JWST Unveils Cosmic Buckyballs' Role in Nebula Chemistry and Origins of Life
May 10, 2026
Researchers, including Morgan Giese and Dries Van De Putte, note that the buckyballs’ organized, spherical distribution and bright emission are revealing new details about the nebula’s structure and chemistry.
The study is part of JWST Cycle 3 GO-4076, aiming to quantify how large molecules interact with their radiative environment, with support from the Canadian Space Agency, NSERC, and Western University.
Western University researchers led by Jan Cami have confirmed cosmic buckyballs (C60) with the James Webb Space Telescope, revisiting the 2010 Spitzer discovery.
Buckyballs are carbon-60 molecules named after Buckminster Fuller, offering insights into carbon chemistry, stellar evolution, and the processing of organics in extreme environments.
New JWST data, including high-resolution MIRI images and IFU spectroscopy, reveal the carbon-rich chemistry of Tc 1 and shed light on how buckyballs form and glow in space.

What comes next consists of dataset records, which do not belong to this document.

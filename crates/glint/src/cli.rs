//! Command-line options.

use std::path::PathBuf;

use clap::Parser;
use glint_config::Config;
use glint_core::Rgba;

/// Drifting particles and a cursor trail for your terminal.
#[derive(Debug, Parser)]
#[command(version, about)]
pub struct Cli {
    /// Config file to use instead of the default location.
    #[arg(long, value_name = "PATH")]
    pub config: Option<PathBuf>,

    /// Seed for particle placement; makes runs reproducible.
    #[arg(long)]
    pub seed: Option<u64>,

    /// Number of particles.
    #[arg(long)]
    pub count: Option<usize>,

    /// Particle speed scale.
    #[arg(long)]
    pub speed: Option<f64>,

    /// Particle size scale.
    #[arg(long)]
    pub size: Option<f64>,

    /// Particle color: #rrggbb, rgb(r, g, b) or rgba(r, g, b, a).
    #[arg(long)]
    pub color: Option<Rgba>,

    /// Don't draw lines between nearby particles.
    #[arg(long)]
    pub no_connections: bool,

    /// Target frames per second.
    #[arg(long)]
    pub fps: Option<u32>,

    /// Hide the hover card.
    #[arg(long)]
    pub no_card: bool,

    /// Log at debug level.
    #[arg(short, long)]
    pub verbose: bool,

    /// Print the effective configuration as TOML and exit.
    #[arg(long)]
    pub print_config: bool,
}

impl Cli {
    /// Override config-file values with whatever was given on the command line.
    pub fn apply(&self, config: &mut Config) {
        if let Some(seed) = self.seed {
            config.seed = Some(seed);
        }
        if let Some(count) = self.count {
            config.particles.count = count;
        }
        if let Some(speed) = self.speed {
            config.particles.speed = speed;
        }
        if let Some(size) = self.size {
            config.particles.size = size;
        }
        if let Some(color) = self.color {
            config.particles.color = color;
        }
        if self.no_connections {
            config.particles.connections = false;
        }
        if let Some(fps) = self.fps {
            config.fps = fps;
        }
        if self.no_card {
            config.show_card = false;
        }
    }
}
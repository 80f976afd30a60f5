//! Core types shared by the glint effects and the terminal host.
//!
//! Effects draw through the [`Surface`] trait and are driven frame by frame
//! through [`Animation`]. [`DrawList`] is a recording surface that hosts can
//! replay onto whatever backend they render with.

mod animation;
mod color;
mod geometry;
mod surface;

pub use animation::Animation;
pub use color::{ParseColorError, Rgba};
pub use geometry::{Point, Rect, Size};
pub use surface::{DrawCommand, DrawList, Surface};
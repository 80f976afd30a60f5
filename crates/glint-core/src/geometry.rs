//! Surface-local geometry.

use serde::{Deserialize, Serialize};

/// A point in surface coordinates (origin top-left, y grows downwards).
#[derive(Debug, Clone, Copy, Default, PartialEq, Serialize, Deserialize)]
pub struct Point {
    pub x: f64,
    pub y: f64,
}

impl Point {
    pub const fn new(x: f64, y: f64) -> Self {
        Self { x, y }
    }

    /// Euclidean distance to another point.
    pub fn distance(self, other: Point) -> f64 {
        (self.x - other.x).hypot(self.y - other.y)
    }
}

/// Width and height of a surface or container.
#[derive(Debug, Clone, Copy, Default, PartialEq, Serialize, Deserialize)]
pub struct Size {
    pub width: f64,
    pub height: f64,
}

impl Size {
    pub const fn new(width: f64, height: f64) -> Self {
        Self { width, height }
    }

    /// Whether the point lies inside `[0, width] × [0, height]`.
    pub fn contains(self, point: Point) -> bool {
        (0.0..=self.width).contains(&point.x) && (0.0..=self.height).contains(&point.y)
    }
}

/// An axis-aligned rectangle positioned on the surface.
#[derive(Debug, Clone, Copy, Default, PartialEq)]
pub struct Rect {
    pub origin: Point,
    pub size: Size,
}

impl Rect {
    pub const fn new(x: f64, y: f64, width: f64, height: f64) -> Self {
        Self {
            origin: Point::new(x, y),
            size: Size::new(width, height),
        }
    }

    pub fn center(&self) -> Point {
        Point::new(
            self.origin.x + self.size.width / 2.0,
            self.origin.y + self.size.height / 2.0,
        )
    }

    pub fn contains(&self, point: Point) -> bool {
        self.size.contains(Point::new(
            point.x - self.origin.x,
            point.y - self.origin.y,
        ))
    }
}
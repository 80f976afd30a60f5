//! Immediate-mode drawing surface.

use crate::{Point, Rgba, Size};

/// A 2D immediate-mode drawing target.
///
/// Coordinates are surface-local with the origin in the top-left corner.
pub trait Surface {
    /// Current drawable area.
    fn size(&self) -> Size;

    /// Erase everything drawn so far.
    fn clear(&mut self);

    /// Draw a filled disc.
    fn fill_circle(&mut self, center: Point, radius: f64, color: Rgba);

    /// Stroke a straight segment.
    fn stroke_line(&mut self, from: Point, to: Point, color: Rgba, width: f64);
}

/// A single recorded draw call.
#[derive(Debug, Clone, PartialEq)]
pub enum DrawCommand {
    Circle {
        center: Point,
        radius: f64,
        color: Rgba,
    },
    Line {
        from: Point,
        to: Point,
        color: Rgba,
        width: f64,
    },
}

/// A surface that records draw calls instead of rasterizing them.
///
/// `clear` drops everything recorded so far, so after a tick the list holds
/// exactly that frame.
#[derive(Debug, Clone, Default)]
pub struct DrawList {
    size: Size,
    commands: Vec<DrawCommand>,
}

impl DrawList {
    pub fn new(size: Size) -> Self {
        Self {
            size,
            commands: Vec::new(),
        }
    }

    pub fn set_size(&mut self, size: Size) {
        self.size = size;
    }

    pub fn commands(&self) -> &[DrawCommand] {
        &self.commands
    }

    pub fn circles(&self) -> impl Iterator<Item = &DrawCommand> {
        self.commands
            .iter()
            .filter(|c| matches!(c, DrawCommand::Circle { .. }))
    }

    pub fn lines(&self) -> impl Iterator<Item = &DrawCommand> {
        self.commands
            .iter()
            .filter(|c| matches!(c, DrawCommand::Line { .. }))
    }
}

impl Surface for DrawList {
    fn size(&self) -> Size {
        self.size
    }

    fn clear(&mut self) {
        self.commands.clear();
    }

    fn fill_circle(&mut self, center: Point, radius: f64, color: Rgba) {
        self.commands.push(DrawCommand::Circle {
            center,
            radius,
            color,
        });
    }

    fn stroke_line(&mut self, from: Point, to: Point, color: Rgba, width: f64) {
        self.commands.push(DrawCommand::Line {
            from,
            to,
            color,
            width,
        });
    }
}
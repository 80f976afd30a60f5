use approx::assert_relative_eq;
use glint_core::{Animation, DrawCommand, DrawList, Size};
use glint_effects::{Particle, ParticleConfig, ParticleSystem};
use rand::{SeedableRng, rngs::StdRng};

fn seeded_system(seed: u64, bounds: Size) -> ParticleSystem {
    let mut rng = StdRng::seed_from_u64(seed);
    ParticleSystem::new(ParticleConfig::default(), Some(bounds), &mut rng)
}

#[test]
fn empty_config_uses_defaults() {
    let config: ParticleConfig = toml::from_str("").unwrap();
    let system = ParticleSystem::new(
        config,
        Some(Size::new(640.0, 480.0)),
        &mut StdRng::seed_from_u64(1),
    );

    assert_eq!(system.particles().len(), 50);
    assert_eq!(system.config().speed, 1.0);
    assert_eq!(system.config().size, 2.0);
    assert!(system.config().connections);
}

#[test]
fn same_seed_same_trajectory() {
    let bounds = Size::new(320.0, 240.0);
    let mut a = seeded_system(7, bounds);
    let mut b = seeded_system(7, bounds);
    let mut surface_a = DrawList::new(bounds);
    let mut surface_b = DrawList::new(bounds);

    for _ in 0..500 {
        a.tick(&mut surface_a);
        b.tick(&mut surface_b);
    }

    assert_eq!(a.particles(), b.particles());
    assert_eq!(surface_a.commands(), surface_b.commands());

    let fresh = seeded_system(7, bounds);
    let other = seeded_system(8, bounds);
    assert_ne!(fresh.particles(), other.particles());
}

#[test]
fn particles_stay_within_one_step_of_bounds() {
    let bounds = Size::new(150.0, 90.0);
    let mut rng = StdRng::seed_from_u64(99);
    let config = ParticleConfig {
        count: 80,
        speed: 6.0,
        ..Default::default()
    };
    let mut system = ParticleSystem::new(config, Some(bounds), &mut rng);
    let mut surface = DrawList::new(bounds);

    for _ in 0..2_000 {
        system.tick(&mut surface);
        for p in system.particles() {
            assert!(p.x >= -p.vx.abs() && p.x <= bounds.width + p.vx.abs(), "{p:?}");
            assert!(p.y >= -p.vy.abs() && p.y <= bounds.height + p.vy.abs(), "{p:?}");
        }
    }
}

#[test]
fn overshoot_is_corrected_on_the_following_tick() {
    let bounds = Size::new(200.0, 200.0);
    let mut system = ParticleSystem::with_particles(
        ParticleConfig::default(),
        bounds,
        vec![Particle {
            x: 199.5,
            y: 50.0,
            vx: 2.0,
            vy: 0.0,
            radius: 1.0,
        }],
    );
    let mut surface = DrawList::new(bounds);

    system.tick(&mut surface);
    let p = system.particles()[0];
    assert_relative_eq!(p.x, 201.5);
    assert_eq!(p.vx, -2.0);

    system.tick(&mut surface);
    assert!(bounds.contains(system.particles()[0].position()));
}

#[test]
fn close_pair_draws_line_on_first_tick() {
    let bounds = Size::new(200.0, 200.0);
    let config = ParticleConfig {
        count: 2,
        ..Default::default()
    };
    let still = |x, y| Particle {
        x,
        y,
        vx: 0.0,
        vy: 0.0,
        radius: 2.0,
    };
    let mut system =
        ParticleSystem::with_particles(config, bounds, vec![still(0.0, 100.0), still(10.0, 100.0)]);
    let mut surface = DrawList::new(bounds);

    system.tick(&mut surface);

    assert_eq!(surface.circles().count(), 2);
    let lines: Vec<_> = surface.lines().collect();
    assert_eq!(lines.len(), 1);
    let DrawCommand::Line { color, .. } = lines[0] else {
        panic!("expected a line");
    };
    assert_relative_eq!(color.a, 0.9);
}

#[test]
fn distant_pair_draws_no_line() {
    let bounds = Size::new(400.0, 400.0);
    let still = |x, y| Particle {
        x,
        y,
        vx: 0.0,
        vy: 0.0,
        radius: 2.0,
    };
    let mut system = ParticleSystem::with_particles(
        ParticleConfig::default(),
        bounds,
        vec![still(0.0, 0.0), still(100.0, 0.0), still(300.0, 300.0)],
    );
    let mut surface = DrawList::new(bounds);

    system.tick(&mut surface);
    assert_eq!(surface.lines().count(), 0);
}

#[test]
fn every_line_matches_its_distance() {
    let bounds = Size::new(300.0, 300.0);
    let mut system = seeded_system(3, bounds);
    let mut surface = DrawList::new(bounds);
    system.tick(&mut surface);

    let mut expected = 0;
    let particles = system.particles();
    for (i, a) in particles.iter().enumerate() {
        for b in &particles[i + 1..] {
            if a.position().distance(b.position()) < 100.0 {
                expected += 1;
            }
        }
    }
    assert_eq!(surface.lines().count(), expected);

    for line in surface.lines() {
        let DrawCommand::Line { from, to, color, .. } = line else {
            unreachable!();
        };
        let d = from.distance(*to);
        assert!(color.a > 0.0 && color.a <= 1.0);
        assert_relative_eq!(color.a, (1.0 - d / 100.0) as f32, epsilon = 1e-6);
    }
}
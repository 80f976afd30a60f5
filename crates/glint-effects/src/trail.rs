//! Cursor trail: a short queue of pointer samples that fade out.

use std::collections::VecDeque;

use glint_core::{Animation, Point, Rgba, Size, Surface};
use serde::{Deserialize, Serialize};

/// Upper bound on `max_points`.
pub const MAX_TRAIL_POINTS: usize = 1_000;

/// Cursor trail options.
#[derive(Debug, Clone, PartialEq, Serialize, Deserialize)]
#[serde(default)]
pub struct TrailConfig {
    /// Maximum number of live samples; older ones are dropped first.
    pub max_points: usize,
    /// Life lost per tick. A sample starts with life 1.
    pub decay: f32,
    /// Radius of a fresh sample.
    pub radius: f64,
    pub color: Rgba,
}

impl Default for TrailConfig {
    fn default() -> Self {
        Self {
            max_points: 20,
            decay: 0.05,
            radius: 2.0,
            color: Rgba::opaque(0, 102, 255),
        }
    }
}

/// One pointer sample.
#[derive(Debug, Clone, Copy, PartialEq)]
pub struct TrailPoint {
    pub position: Point,
    /// Remaining life in `(0, 1]`.
    pub life: f32,
}

/// Bounded, continuously decaying queue of pointer samples.
#[derive(Debug, Clone, Default)]
pub struct CursorTrail {
    config: TrailConfig,
    points: VecDeque<TrailPoint>,
}

impl CursorTrail {
    /// Create an empty trail; `max_points` is capped at [`MAX_TRAIL_POINTS`].
    pub fn new(mut config: TrailConfig) -> Self {
        config.max_points = config.max_points.min(MAX_TRAIL_POINTS);
        let points = VecDeque::with_capacity(config.max_points + 1);
        Self { config, points }
    }

    /// Record a pointer sample.
    pub fn push(&mut self, position: Point) {
        if self.config.max_points == 0 {
            return;
        }
        self.points.push_back(TrailPoint {
            position,
            life: 1.0,
        });
        while self.points.len() > self.config.max_points {
            self.points.pop_front();
        }
    }

    pub fn points(&self) -> impl ExactSizeIterator<Item = &TrailPoint> {
        self.points.iter()
    }

    pub fn is_empty(&self) -> bool {
        self.points.is_empty()
    }

    /// Age every sample by one tick and drop the dead ones.
    pub fn update(&mut self) {
        // A non-positive decay would keep samples alive forever.
        let decay = if self.config.decay > 0.0 {
            self.config.decay
        } else {
            TrailConfig::default().decay
        };
        for point in &mut self.points {
            point.life -= decay;
        }
        self.points.retain(|p| p.life > 0.0);
    }

    /// Draw each sample shrunk and faded by its remaining life.
    pub fn draw(&self, surface: &mut dyn Surface) {
        for point in &self.points {
            surface.fill_circle(
                point.position,
                self.config.radius * point.life as f64,
                self.config.color.with_alpha(point.life),
            );
        }
    }
}

impl Animation for CursorTrail {
    fn tick(&mut self, surface: &mut dyn Surface) {
        surface.clear();
        self.update();
        self.draw(surface);
    }

    fn resize(&mut self, _size: Size) {}
}

#[cfg(test)]
mod tests {
    use approx::assert_relative_eq;
    use glint_core::{DrawCommand, DrawList};

    use super::*;

    #[test]
    fn test_trail_is_bounded() {
        let mut trail = CursorTrail::new(TrailConfig::default());
        for i in 0..30 {
            trail.push(Point::new(i as f64, 0.0));
        }
        assert_eq!(trail.points().len(), 20);
        // Oldest samples were evicted first.
        assert_eq!(trail.points().next().unwrap().position, Point::new(10.0, 0.0));
    }

    #[test]
    fn test_points_die_after_twenty_ticks() {
        let mut trail = CursorTrail::new(TrailConfig::default());
        trail.push(Point::new(5.0, 5.0));

        for _ in 0..19 {
            trail.update();
        }
        assert_eq!(trail.points().len(), 1);
        assert!(trail.points().next().unwrap().life > 0.0);

        trail.update();
        assert!(trail.is_empty());
    }

    #[test]
    fn test_draw_scales_with_life() {
        let mut trail = CursorTrail::new(TrailConfig::default());
        trail.push(Point::new(1.0, 2.0));
        let mut surface = DrawList::new(Size::new(10.0, 10.0));

        for _ in 0..10 {
            trail.tick(&mut surface);
        }
        let circles: Vec<_> = surface.circles().collect();
        assert_eq!(circles.len(), 1);
        match circles[0] {
            DrawCommand::Circle { radius, color, .. } => {
                assert_relative_eq!(*radius, 1.0, epsilon = 1e-5);
                assert_relative_eq!(color.a, 0.5, epsilon = 1e-5);
            }
            other => panic!("expected a circle, got {other:?}"),
        }
    }

    #[test]
    fn test_huge_capacity_is_capped() {
        let config: TrailConfig = toml::from_str("max_points = 9223372036854775807").unwrap();
        let mut trail = CursorTrail::new(config);
        for i in 0..MAX_TRAIL_POINTS + 10 {
            trail.push(Point::new(i as f64, 0.0));
        }
        assert_eq!(trail.points().len(), MAX_TRAIL_POINTS);
    }

    #[test]
    fn test_zero_capacity_keeps_nothing() {
        let mut trail = CursorTrail::new(TrailConfig {
            max_points: 0,
            ..Default::default()
        });
        trail.push(Point::new(1.0, 1.0));
        assert!(trail.is_empty());
    }

    #[test]
    fn test_non_positive_decay_still_fades() {
        let mut trail = CursorTrail::new(TrailConfig {
            decay: 0.0,
            ..Default::default()
        });
        trail.push(Point::new(1.0, 1.0));
        for _ in 0..25 {
            trail.update();
        }
        assert!(trail.is_empty());
    }
}
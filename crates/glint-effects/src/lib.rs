//! Visual effects for glint.
//!
//! The centrepiece is [`ParticleSystem`], a set of drifting points that
//! bounce inside the surface and link up with translucent lines when they
//! come close. [`CursorTrail`] keeps a short decaying queue of pointer
//! samples. Both implement [`glint_core::Animation`] and can be driven by
//! [`run_until_cancelled`].

mod frame_loop;
pub mod motion;
mod particles;
mod trail;

pub use frame_loop::{FramePacer, run_until_cancelled};
pub use particles::{
    CONNECTION_DISTANCE, MAX_PARTICLES, Particle, ParticleConfig, ParticleSystem,
};
pub use trail::{CursorTrail, MAX_TRAIL_POINTS, TrailConfig, TrailPoint};
//! Resolved structure layouts

use std::fmt;

use crate::dwarf::entry::EntryId;

/// One data member's position within its owning structure
#[derive(Debug, Clone, PartialEq, Eq)]
pub struct Field {
    pub name: String,
    pub offset: u64,
}

impl Field {
    pub fn new(name: impl Into<String>, offset: u64) -> Self {
        Self {
            name: name.into(),
            offset,
        }
    }
}

/// Layout of one structure declaration
#[derive(Debug, Clone, PartialEq, Eq)]
pub struct Type {
    name: String,
    size: u64,
    fields: Vec<Field>,
}

impl Type {
    pub fn new(name: impl Into<String>, size: u64, fields: Vec<Field>) -> Self {
        Self {
            name: name.into(),
            size,
            fields,
        }
    }

    pub fn name(&self) -> &str {
        &self.name
    }

    /// Size in bytes
    pub fn size(&self) -> u64 {
        self.size
    }

    /// Fields in declaration order
    pub fn fields(&self) -> &[Field] {
        &self.fields
    }

    /// Find a field by name
    pub fn field(&self, name: &str) -> Option<&Field> {
        self.fields.iter().find(|field| field.name == name)
    }

    /// Compare name, size and the ordered field list
    pub fn structurally_eq(&self, other: &Type) -> bool {
        self.name == other.name
            && self.size == other.size
            && self.fields.len() == other.fields.len()
            && self
                .fields
                .iter()
                .zip(&other.fields)
                .all(|(a, b)| a.name == b.name && a.offset == b.offset)
    }
}

impl fmt::Display for Type {
    fn fmt(&self, f: &mut fmt::Formatter<'_>) -> fmt::Result {
        write!(f, "struct {} (size {}) {{", self.name, self.size)?;
        for (i, field) in self.fields.iter().enumerate() {
            if i > 0 {
                write!(f, ",")?;
            }
            write!(f, " {}@{}", field.name, field.offset)?;
        }
        write!(f, " }}")
    }
}

/// Typedef record accumulated across compilation units
#[derive(Debug, Clone, PartialEq, Eq)]
pub struct Alias {
    name: String,
    targets: Vec<EntryId>,
}

impl Alias {
    pub fn new(name: impl Into<String>) -> Self {
        Self {
            name: name.into(),
            targets: Vec::new(),
        }
    }

    pub fn name(&self) -> &str {
        &self.name
    }

    /// Referenced identities, one per occurrence that named a type
    pub fn targets(&self) -> &[EntryId] {
        &self.targets
    }

    pub(crate) fn push_target(&mut self, target: EntryId) {
        self.targets.push(target);
    }
}
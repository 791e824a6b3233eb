use offsetdump::{index_bytes, IndexFault, StreamError};

use crate::test_helpers::{rewrite_debug_sections, ObjectBuilder};

#[test]
fn test_point_end_to_end() {
    let mut obj = ObjectBuilder::new();
    let root = obj.root();
    let point = obj.structure(root, "Point", Some(8));
    obj.member(point, "x", 0);
    obj.member(point, "y", 4);

    let index = index_bytes(&obj.build()).unwrap();
    let ty = index.resolve_preferring_alias("Point").unwrap().unwrap();
    assert_eq!(ty.size(), 8);
    assert_eq!(ty.field("y").unwrap().offset, 4);
    assert_eq!(ty.field("x").unwrap().offset, 0);
}

fn frame_in_two_units(second_code_offset: u64) -> Vec<u8> {
    let mut obj = ObjectBuilder::new();
    for code_offset in [8, second_code_offset] {
        let root = obj.root();
        let frame = obj.structure(root, "_frame", Some(16));
        obj.member(frame, "f_back", 0);
        obj.member(frame, "f_code", code_offset);
        obj.typedef("Frame", frame);
        obj.next_unit();
    }
    obj.build()
}

#[test]
fn test_typedef_repeated_across_units_resolves() {
    let index = index_bytes(&frame_in_two_units(8)).unwrap();

    assert_eq!(index.alias("Frame").unwrap().targets().len(), 2);
    let ty = index.resolve_preferring_alias("Frame").unwrap().unwrap();
    assert_eq!(ty.name(), "_frame");
    assert_eq!(ty.field("f_back").unwrap().offset, 0);
    assert_eq!(ty.field("f_code").unwrap().offset, 8);
}

#[test]
fn test_typedef_with_diverging_layouts_faults() {
    let index = index_bytes(&frame_in_two_units(12)).unwrap();

    let err = index.resolve_preferring_alias("Frame").unwrap_err();
    assert!(matches!(err, IndexFault::AliasMismatch { .. }));
    assert!(matches!(
        index.resolve_by_name("_frame"),
        Err(IndexFault::NameMismatch { .. })
    ));
}

#[test]
fn test_forward_declaration_in_other_unit() {
    let mut obj = ObjectBuilder::new();
    let root = obj.root();
    let opaque = obj.structure(root, "_is", None);
    obj.typedef("PyInterpreterState", opaque);
    obj.next_unit();
    let root = obj.root();
    let full = obj.structure(root, "_is", Some(32));
    obj.member(full, "next", 0);
    obj.member(full, "id", 8);

    let index = index_bytes(&obj.build()).unwrap();
    assert_eq!(index.type_count(), 1);

    let ty = index.resolve_by_name("_is").unwrap().unwrap();
    assert_eq!(ty.field("id").unwrap().offset, 8);

    // The typedef only ever saw the declaration
    assert!(matches!(
        index.resolve_preferring_alias("PyInterpreterState"),
        Err(IndexFault::DanglingAlias { .. })
    ));
}

#[test]
fn test_member_location_expressions_and_static_members() {
    let mut obj = ObjectBuilder::new();
    let root = obj.root();
    let code = obj.structure(root, "PyCodeObject", Some(128));
    obj.member_expr(code, "co_filename", 104);
    obj.static_member(code, "co_cache");
    obj.member(code, "co_name", 112);

    let index = index_bytes(&obj.build()).unwrap();
    let ty = index.resolve_by_name("PyCodeObject").unwrap().unwrap();
    let fields: Vec<_> = ty
        .fields()
        .iter()
        .map(|field| (field.name.as_str(), field.offset))
        .collect();
    assert_eq!(fields, [("co_filename", 104), ("co_name", 112)]);
}

#[test]
fn test_structures_inside_namespaces_and_nested_structures() {
    let mut obj = ObjectBuilder::new();
    let ns = obj.namespace("interp");
    let state = obj.structure(ns, "ThreadState", Some(24));
    obj.member(state, "prev", 0);
    let inner = obj.structure(state, "Inner", Some(4));
    obj.member(inner, "flag", 0);
    obj.member(state, "next", 8);

    let index = index_bytes(&obj.build()).unwrap();
    let ty = index.resolve_by_name("ThreadState").unwrap().unwrap();
    assert_eq!(ty.fields().len(), 2);
    assert_eq!(ty.field("next").unwrap().offset, 8);
    assert!(ty.field("flag").is_none());

    let inner = index.resolve_by_name("Inner").unwrap().unwrap();
    assert_eq!(inner.size(), 4);
    assert_eq!(inner.field("flag").unwrap().offset, 0);
    assert_eq!(index.type_count(), 2);
}

#[test]
fn test_typedef_referring_into_another_unit() {
    let mut obj = ObjectBuilder::new();
    let root = obj.root();
    let frame = obj.structure(root, "_frame", Some(16));
    obj.member(frame, "f_back", 0);
    obj.member(frame, "f_code", 8);
    let first_unit = obj.unit();
    obj.next_unit();
    obj.typedef_ref("PyFrameObject", first_unit, frame);

    let index = index_bytes(&obj.build()).unwrap();
    let ty = index
        .resolve_preferring_alias("PyFrameObject")
        .unwrap()
        .unwrap();
    assert_eq!(ty.name(), "_frame");
    assert_eq!(ty.field("f_code").unwrap().offset, 8);
}

#[test]
fn test_names_from_string_table() {
    let mut obj = ObjectBuilder::new().with_string_table();
    let root = obj.root();
    let point = obj.structure(root, "Point", Some(8));
    obj.member(point, "x", 0);
    obj.member(point, "y", 4);

    let index = index_bytes(&obj.build()).unwrap();
    let ty = index.resolve_by_name("Point").unwrap().unwrap();
    assert_eq!(ty.field("y").unwrap().offset, 4);
}

#[test]
fn test_missing_string_table_faults() {
    let mut obj = ObjectBuilder::new().with_string_table();
    let root = obj.root();
    let point = obj.structure(root, "Point", Some(8));
    obj.member(point, "x", 0);

    let bytes = rewrite_debug_sections(&obj.build(), |name, data| {
        (name != ".debug_str").then_some((data, 0))
    });

    let err = index_bytes(&bytes).unwrap_err();
    assert!(matches!(err, IndexFault::Stream(StreamError::Dwarf(_))));
}

#[test]
fn test_corrupt_compressed_debug_info_faults() {
    let mut obj = ObjectBuilder::new();
    let root = obj.root();
    let point = obj.structure(root, "Point", Some(8));
    obj.member(point, "x", 0);

    let bytes = rewrite_debug_sections(&obj.build(), |name, data| {
        if name != ".debug_info" {
            return Some((data, 0));
        }
        // Elf64_Chdr announcing zlib data, followed by bytes that are not
        let mut compressed = Vec::new();
        compressed.extend_from_slice(&object::elf::ELFCOMPRESS_ZLIB.to_le_bytes());
        compressed.extend_from_slice(&0u32.to_le_bytes());
        compressed.extend_from_slice(&(data.len() as u64).to_le_bytes());
        compressed.extend_from_slice(&1u64.to_le_bytes());
        compressed.extend_from_slice(&[0xde, 0xad, 0xbe, 0xef, 0x00, 0x11, 0x22, 0x33]);
        Some((compressed, u64::from(object::elf::SHF_COMPRESSED)))
    });

    let err = index_bytes(&bytes).unwrap_err();
    assert!(matches!(err, IndexFault::Stream(StreamError::Container(_))));
}

#[test]
fn test_object_without_debug_info_is_empty() {
    let obj = object::write::Object::new(
        object::BinaryFormat::Elf,
        object::Architecture::X86_64,
        object::Endianness::Little,
    );
    let index = index_bytes(&obj.write().unwrap()).unwrap();

    assert_eq!(index.type_count(), 0);
    assert!(index.resolve_preferring_alias("Point").unwrap().is_none());
}

#[test]
fn test_truncated_debug_info_faults() {
    let mut obj = ObjectBuilder::new();
    let root = obj.root();
    let point = obj.structure(root, "Point", Some(8));
    obj.member(point, "x", 0);
    let bytes = obj.build();

    let truncated = rewrite_debug_sections(&bytes, |name, mut data| {
        if name == ".debug_info" {
            data.truncate(data.len() - 6);
        }
        Some((data, 0))
    });

    let err = index_bytes(&truncated).unwrap_err();
    assert!(matches!(err, IndexFault::Stream(_)));
}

Observations of Tc 1, a planetary nebula about 12,400 light-years away, show buckyballs concentrated in a thin spherical shell around the central star, indicating a hollow-sphere distribution.
The team expects multiple scientific papers detailing the nebula’s chemistry and buckyball formation mechanisms, with analyses continuing over the coming years.
These findings highlight buckyballs’ importance for tracing carbon chemistry, interpreting unidentified space signals, and informing theories about the origins of life in the universe.